START Provided material

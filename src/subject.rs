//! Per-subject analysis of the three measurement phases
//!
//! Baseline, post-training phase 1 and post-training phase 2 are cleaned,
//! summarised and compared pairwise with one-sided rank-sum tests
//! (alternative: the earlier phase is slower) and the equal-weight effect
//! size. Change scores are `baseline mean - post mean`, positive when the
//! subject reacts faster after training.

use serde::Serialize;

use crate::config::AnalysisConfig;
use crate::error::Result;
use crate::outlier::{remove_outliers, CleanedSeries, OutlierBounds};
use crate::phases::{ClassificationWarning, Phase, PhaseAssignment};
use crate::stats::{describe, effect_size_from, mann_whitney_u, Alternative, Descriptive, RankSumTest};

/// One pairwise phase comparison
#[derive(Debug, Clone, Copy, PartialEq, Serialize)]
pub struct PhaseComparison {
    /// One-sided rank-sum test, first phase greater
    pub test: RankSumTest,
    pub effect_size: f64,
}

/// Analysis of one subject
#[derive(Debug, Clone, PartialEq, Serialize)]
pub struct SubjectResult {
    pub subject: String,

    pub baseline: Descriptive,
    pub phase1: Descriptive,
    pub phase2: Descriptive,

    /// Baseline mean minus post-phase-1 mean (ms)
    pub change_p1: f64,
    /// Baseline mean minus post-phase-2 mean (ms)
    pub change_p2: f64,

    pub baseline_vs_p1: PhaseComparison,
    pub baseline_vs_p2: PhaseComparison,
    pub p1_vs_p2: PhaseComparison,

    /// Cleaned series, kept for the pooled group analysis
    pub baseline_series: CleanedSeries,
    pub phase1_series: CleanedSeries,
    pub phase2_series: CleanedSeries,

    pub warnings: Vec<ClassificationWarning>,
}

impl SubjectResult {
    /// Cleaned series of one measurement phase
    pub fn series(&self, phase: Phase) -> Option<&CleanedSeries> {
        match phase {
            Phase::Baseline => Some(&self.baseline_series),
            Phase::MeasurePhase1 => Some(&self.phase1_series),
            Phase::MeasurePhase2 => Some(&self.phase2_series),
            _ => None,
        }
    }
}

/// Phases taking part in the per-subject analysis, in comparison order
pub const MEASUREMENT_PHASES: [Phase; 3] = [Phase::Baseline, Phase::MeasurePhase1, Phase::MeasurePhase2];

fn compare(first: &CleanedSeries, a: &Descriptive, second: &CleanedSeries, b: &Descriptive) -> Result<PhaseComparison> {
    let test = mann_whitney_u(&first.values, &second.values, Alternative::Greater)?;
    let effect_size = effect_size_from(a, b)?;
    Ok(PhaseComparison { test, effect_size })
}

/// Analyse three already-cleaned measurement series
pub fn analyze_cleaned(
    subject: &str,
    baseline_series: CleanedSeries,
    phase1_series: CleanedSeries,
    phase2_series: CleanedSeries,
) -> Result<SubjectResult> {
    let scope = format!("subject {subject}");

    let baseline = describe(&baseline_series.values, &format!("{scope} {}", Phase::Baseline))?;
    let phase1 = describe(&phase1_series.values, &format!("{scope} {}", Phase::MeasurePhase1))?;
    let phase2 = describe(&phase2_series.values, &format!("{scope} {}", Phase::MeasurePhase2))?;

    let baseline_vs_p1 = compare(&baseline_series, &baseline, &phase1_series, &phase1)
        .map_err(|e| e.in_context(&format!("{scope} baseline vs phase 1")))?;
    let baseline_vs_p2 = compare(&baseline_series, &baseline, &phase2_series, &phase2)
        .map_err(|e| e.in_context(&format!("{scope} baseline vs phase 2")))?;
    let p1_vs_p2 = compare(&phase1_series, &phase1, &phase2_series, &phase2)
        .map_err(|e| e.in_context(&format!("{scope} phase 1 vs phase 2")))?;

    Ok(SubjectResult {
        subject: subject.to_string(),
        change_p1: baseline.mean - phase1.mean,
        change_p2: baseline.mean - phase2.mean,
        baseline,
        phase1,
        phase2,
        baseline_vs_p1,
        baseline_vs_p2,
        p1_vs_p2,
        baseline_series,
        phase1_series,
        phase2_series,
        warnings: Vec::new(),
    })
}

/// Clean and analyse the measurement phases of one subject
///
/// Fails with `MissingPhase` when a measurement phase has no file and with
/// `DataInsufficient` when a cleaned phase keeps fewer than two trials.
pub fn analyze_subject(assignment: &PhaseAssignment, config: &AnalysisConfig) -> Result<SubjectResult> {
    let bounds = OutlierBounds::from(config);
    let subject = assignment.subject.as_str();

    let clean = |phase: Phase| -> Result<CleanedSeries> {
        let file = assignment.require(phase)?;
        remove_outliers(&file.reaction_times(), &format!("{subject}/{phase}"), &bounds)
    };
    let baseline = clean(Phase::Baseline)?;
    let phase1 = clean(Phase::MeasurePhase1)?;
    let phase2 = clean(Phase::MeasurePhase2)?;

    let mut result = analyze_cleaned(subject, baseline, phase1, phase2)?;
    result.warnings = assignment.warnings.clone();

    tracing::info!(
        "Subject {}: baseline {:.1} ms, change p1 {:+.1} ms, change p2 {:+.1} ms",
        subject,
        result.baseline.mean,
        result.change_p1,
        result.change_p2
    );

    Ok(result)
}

END Provided material

(Exercise):
Restate the data in full so that no line differs from the original.

(Exercise solution):
filename src/subject.rs
//! Per-subject analysis of the three measurement phases
//!
//! Baseline, post-training phase 1 and post-training phase 2 are cleaned,
//! summarised and compared pairwise with one-sided rank-sum tests
//! (alternative: the earlier phase is slower) and the equal-weight effect
//! size. Change scores are `baseline mean - post mean`, positive when the
//! subject reacts faster after training.

use serde::Serialize;

use crate::config::AnalysisConfig;
use crate::error::Result;
use crate::outlier::{remove_outliers, CleanedSeries, OutlierBounds};
use crate::phases::{ClassificationWarning, Phase, PhaseAssignment};
use crate::stats::{describe, effect_size_from, mann_whitney_u, Alternative, Descriptive, RankSumTest};

/// One pairwise phase comparison
#[derive(Debug, Clone, Copy, PartialEq, Serialize)]
pub struct PhaseComparison {
    /// One-sided rank-sum test, first phase greater
    pub test: RankSumTest,
    pub effect_size: f64,
}

/// Analysis of one subject
#[derive(Debug, Clone, PartialEq, Serialize)]
pub struct SubjectResult {
    pub subject: String,

    pub baseline: Descriptive,
    pub phase1: Descriptive,
    pub phase2: Descriptive,

    /// Baseline mean minus post-phase-1 mean (ms)
    pub change_p1: f64,
    /// Baseline mean minus post-phase-2 mean (ms)
    pub change_p2: f64,

    pub baseline_vs_p1: PhaseComparison,
    pub baseline_vs_p2: PhaseComparison,
    pub p1_vs_p2: PhaseComparison,

    /// Cleaned series, kept for the pooled group analysis
    pub baseline_series: CleanedSeries,
    pub phase1_series: CleanedSeries,
    pub phase2_series: CleanedSeries,

    pub warnings: Vec<ClassificationWarning>,
}

impl SubjectResult {
    /// Cleaned series of one measurement phase
    pub fn series(&self, phase: Phase) -> Option<&CleanedSeries> {
        match phase {
            Phase::Baseline => Some(&self.baseline_series),
            Phase::MeasurePhase1 => Some(&self.phase1_series),
            Phase::MeasurePhase2 => Some(&self.phase2_series),
            _ => None,
        }
    }
}

/// Phases taking part in the per-subject analysis, in comparison order
pub const MEASUREMENT_PHASES: [Phase; 3] = [Phase::Baseline, Phase::MeasurePhase1, Phase::MeasurePhase2];

fn compare(first: &CleanedSeries, a: &Descriptive, second: &CleanedSeries, b: &Descriptive) -> Result<PhaseComparison> {
    let test = mann_whitney_u(&first.values, &second.values, Alternative::Greater)?;
    let effect_size = effect_size_from(a, b)?;
    Ok(PhaseComparison { test, effect_size })
}

/// Analyse three already-cleaned measurement series
pub fn analyze_cleaned(
    subject: &str,
    baseline_series: CleanedSeries,
    phase1_series: CleanedSeries,
    phase2_series: CleanedSeries,
) -> Result<SubjectResult> {
    let scope = format!("subject {subject}");

    let baseline = describe(&baseline_series.values, &format!("{scope} {}", Phase::Baseline))?;
    let phase1 = describe(&phase1_series.values, &format!("{scope} {}", Phase::MeasurePhase1))?;
    let phase2 = describe(&phase2_series.values, &format!("{scope} {}", Phase::MeasurePhase2))?;

    let baseline_vs_p1 = compare(&baseline_series, &baseline, &phase1_series, &phase1)
        .map_err(|e| e.in_context(&format!("{scope} baseline vs phase 1")))?;
    let baseline_vs_p2 = compare(&baseline_series, &baseline, &phase2_series, &phase2)
        .map_err(|e| e.in_context(&format!("{scope} baseline vs phase 2")))?;
    let p1_vs_p2 = compare(&phase1_series, &phase1, &phase2_series, &phase2)
        .map_err(|e| e.in_context(&format!("{scope} phase 1 vs phase 2")))?;

    Ok(SubjectResult {
        subject: subject.to_string(),
        change_p1: baseline.mean - phase1.mean,
        change_p2: baseline.mean - phase2.mean,
        baseline,
        phase1,
        phase2,
        baseline_vs_p1,
        baseline_vs_p2,
        p1_vs_p2,
        baseline_series,
        phase1_series,
        phase2_series,
        warnings: Vec::new(),
    })
}

/// Clean and analyse the measurement phases of one subject
///
/// Fails with `MissingPhase` when a measurement phase has no file and with
/// `DataInsufficient` when a cleaned phase keeps fewer than two trials.
pub fn analyze_subject(assignment: &PhaseAssignment, config: &AnalysisConfig) -> Result<SubjectResult> {
    let bounds = OutlierBounds::from(config);
    let subject = assignment.subject.as_str();

    let clean = |phase: Phase| -> Result<CleanedSeries> {
        let file = assignment.require(phase)?;
        remove_outliers(&file.reaction_times(), &format!("{subject}/{phase}"), &bounds)
    };
    let baseline = clean(Phase::Baseline)?;
    let phase1 = clean(Phase::MeasurePhase1)?;
    let phase2 = clean(Phase::MeasurePhase2)?;

    let mut result = analyze_cleaned(subject, baseline, phase1, phase2)?;
    result.warnings = assignment.warnings.clone();

    tracing::info!(
        "Subject {}: baseline {:.1} ms, change p1 {:+.1} ms, change p2 {:+.1} ms",
        subject,
        result.baseline.mean,
        result.change_p1,
        result.change_p2
    );

    Ok(result)
}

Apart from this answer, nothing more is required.